High as the Horses' Bridles: A Novel (26 page)

The guide went on as if he’d not heard the kid’s question. “She’ll be back in working order soon enough. The fancy parts all fixed. But it’s a slow and very expensive process.”

A freckled boy of about sixteen quickly took off his headphones. “How much?”

“A lot.”

“But how much? A million?”

I was sure at this moment that raising a teenager must be a hellish thing.

The guide brushed at the arms of his suit, facing away from the group. “The chandelier, I’m afraid, is a nagging question. It’s not of Howard origin, and we’re not sure where it comes from.” He turned and faced us. “We’re in the business of restoring the original state and spirit of a place.” He waved us toward two doors in the center of a rounded wall. “And now we have the Great Room.”

He opened the doors. And there it was. I swooned.

How many times in a life do we swoon? I can think of only a few, and this was one of those: a major swoon. I had to grab hold of the wall because my stomach was flipping and I thought I might vomit. Then it stopped. I realized it was also because of the stink. Burning hair.

I asked him, “What’s that stink?”

“Sulfur. We’re raising the foundation some. Found a pocket way below. Ladies and gentlemen, the Great Room. Feel free to move about the balcony.”

This was beyond déjà vu. It was dream leakage and it physically moved me. I had to step back out into the hall for a second. And then I stepped back onto the balcony of the Great Room. And that same odd rush of memory and oversensation rivered all around me: the ceiling, the stage—I saw him clearly down there, little boy Josiah, little me. Behind the microphone, and standing still. The audience wondering if I’ll finish. Is the boy finished? I watch him lower his arms and bow. A long second passes and it’s clear:
It is finished, the boy is finished, and the audience explodes with applause, four thousand clapping their hands, and they raise their arms, clapping above their heads …
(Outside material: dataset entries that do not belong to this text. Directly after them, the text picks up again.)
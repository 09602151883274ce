//! Slot Filling duty: utterance + one missing slot → filled value or not-found

use crate::backend::{CompletionRequest, GenerationParams};
use crate::duty::{Duty, DutyError};
use crate::parse::{clean_arguments, extract_json};
use crate::session::SharedContext;
use async_trait::async_trait;
use hearth_types::{Arguments, ChatMessage, ParameterSpec, SlotFillingOutput};
use serde_json::Value;
use tracing::debug;

#[derive(Debug, Clone)]
pub struct SlotFillingInput {
    pub utterance: String,
    pub slot: ParameterSpec,
    /// Utterances since the pending interaction started, oldest first
    pub history: Vec<String>,
}

pub struct SlotFillingDuty {
    context: SharedContext,
}

impl SlotFillingDuty {
    pub fn new(context: SharedContext) -> Self {
        Self { context }
    }

    fn system_prompt(slot: &ParameterSpec, history: &[String]) -> String {
        let description = slot
            .description
            .as_deref()
            .map(|d| format!(" ({d})"))
            .unwrap_or_default();
        let history = if history.is_empty() {
            "(none)".to_string()
        } else {
            history.join("\n")
        };
        format!(
            "The assistant asked the user for the value of '{name}', of type {param_type}{description}.\n\
             Earlier messages of this exchange:\n{history}\n\n\
             Extract the value from the user's reply. Reply with a JSON object \
             {{\"status\": \"success\", \"filled_slots\": {{\"{name}\": <value>}}}} \
             or {{\"status\": \"not_found\"}} when the reply does not answer the question.",
            name = slot.name,
            param_type = slot.param_type,
        )
    }
}

/// Read the filled slots from the model reply
///
/// A value for the asked slot is required; values for other slots the
/// user volunteered in the same reply are kept.
fn parse_slot_reply(reply: &str, slot: &ParameterSpec) -> SlotFillingOutput {
    let Some(Value::Object(map)) = extract_json(reply) else {
        return SlotFillingOutput::NotFound;
    };

    if map.get("status").and_then(Value::as_str) == Some("not_found") {
        return SlotFillingOutput::NotFound;
    }

    let filled = match map.get("filled_slots") {
        Some(Value::Object(slots)) => slots.clone(),
        // Bare `{"<slot>": value}` replies
        _ => map
            .into_iter()
            .filter(|(key, _)| key != "status")
            .collect::<Arguments>(),
    };
    let filled = clean_arguments(filled);

    if filled.contains_key(&slot.name) {
        SlotFillingOutput::Success {
            filled_slots: filled,
        }
    } else {
        SlotFillingOutput::NotFound
    }
}

#[async_trait]
impl Duty for SlotFillingDuty {
    type Input = SlotFillingInput;
    type Output = SlotFillingOutput;

    fn name(&self) -> &'static str {
        "slot_filling"
    }

    async fn init(&self, force: bool) -> Result<(), DutyError> {
        self.context.warm_up(force).await?;
        Ok(())
    }

    async fn execute(&self, input: SlotFillingInput) -> Result<SlotFillingOutput, DutyError> {
        let request = CompletionRequest::new(
            vec![
                ChatMessage::system(Self::system_prompt(&input.slot, &input.history)),
                ChatMessage::user(input.utterance.clone()),
            ],
            GenerationParams::structured(),
        );

        let response = self.context.complete(&request).await?;
        let reply = response.content.unwrap_or_default();
        debug!("Slot filling reply for '{}': {}", input.slot.name, reply);

        Ok(parse_slot_reply(&reply, &input.slot))
    }
}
“Sir?” The guide was standing next to me.

“I’m fine. I’m just—” I knocked on the door, inspecting its hinges. “Beautiful work.” The headache reared up, reminding me it was still there.

Satisfied, he pressed his hands together in a prayer formation. He bowed. “We do our best.” He approached the edge of the balcony and gripped the brass handrail. “The ceiling, of course, is why we’re here. Note the surface.”

We all looked up, fifteen or twenty feet above our heads, where the ceiling was a steely gray. It had really faded. Some roundish silver and white static stars like milk splashes decorated the surface, a chipping and powdery plaster shown in blanched swaths from underneath. Then the stars began to glimmer and glow. They shook with a slight and unstable radiance, and they went out.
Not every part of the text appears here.